- **Exercise objective**
The reply must return each line of the data exactly.
==============================
//! HTTP API application wiring (Axum router + service handle).
//!
//! - `routes/`: HTTP routes + handlers (one file per area)
//! - `dto.rs`: request DTOs and decimal parsing
//! - `errors.rs`: consistent error responses

use std::sync::Arc;

use axum::{Extension, Router, routing::get};
use tower::ServiceBuilder;

use ecoblock_inventory::InMemoryMaterialStore;
use ecoblock_service::InventoryService;

use crate::middleware;

pub mod dto;
pub mod errors;
pub mod routes;

/// Service handle shared by every handler.
pub type SharedService = Arc<InventoryService<InMemoryMaterialStore>>;

/// Build the full HTTP router (public entrypoint used by `main.rs`).
pub fn build_app(service: SharedService) -> Router {
    Router::new()
        .route("/", get(routes::system::health))
        .route("/health", get(routes::system::health))
        .merge(routes::router())
        .layer(
            ServiceBuilder::new()
                .layer(axum::middleware::from_fn(middleware::request_logging))
                .layer(Extension(service)),
        )
}
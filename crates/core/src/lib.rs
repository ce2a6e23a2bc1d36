//! `ecoblock-core`: shared domain building blocks.
//!
//! This crate contains **pure domain** primitives (no storage, no HTTP, no
//! logging setup).

pub mod entity;
pub mod error;
pub mod id;
pub mod value_object;

pub use entity::Entity;
pub use error::{DomainError, DomainResult};
pub use id::MaterialId;
pub use value_object::ValueObject;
==============================
- **Result**
//! HTTP API application wiring (Axum router + service handle).
//!
//! - `routes/`: HTTP routes + handlers (one file per area)
//! - `dto.rs`: request DTOs and decimal parsing
//! - `errors.rs`: consistent error responses

use std::sync::Arc;

use axum::{Extension, Router, routing::get};
use tower::ServiceBuilder;

use ecoblock_inventory::InMemoryMaterialStore;
use ecoblock_service::InventoryService;

use crate::middleware;

pub mod dto;
pub mod errors;
pub mod routes;

/// Service handle shared by every handler.
pub type SharedService = Arc<InventoryService<InMemoryMaterialStore>>;

/// Build the full HTTP router (public entrypoint used by `main.rs`).
pub fn build_app(service: SharedService) -> Router {
    Router::new()
        .route("/", get(routes::system::health))
        .route("/health", get(routes::system::health))
        .merge(routes::router())
        .layer(
            ServiceBuilder::new()
                .layer(axum::middleware::from_fn(middleware::request_logging))
                .layer(Extension(service)),
        )
}
filename crates/core/src/lib.rs
repository ce2a6e23a2bc1d36
//! `ecoblock-core`: shared domain building blocks.
//!
//! This crate contains **pure domain** primitives (no storage, no HTTP, no
//! logging setup).

pub mod entity;
pub mod error;
pub mod id;
pub mod value_object;

pub use entity::Entity;
pub use error::{DomainError, DomainResult};
pub use id::MaterialId;
pub use value_object::ValueObject;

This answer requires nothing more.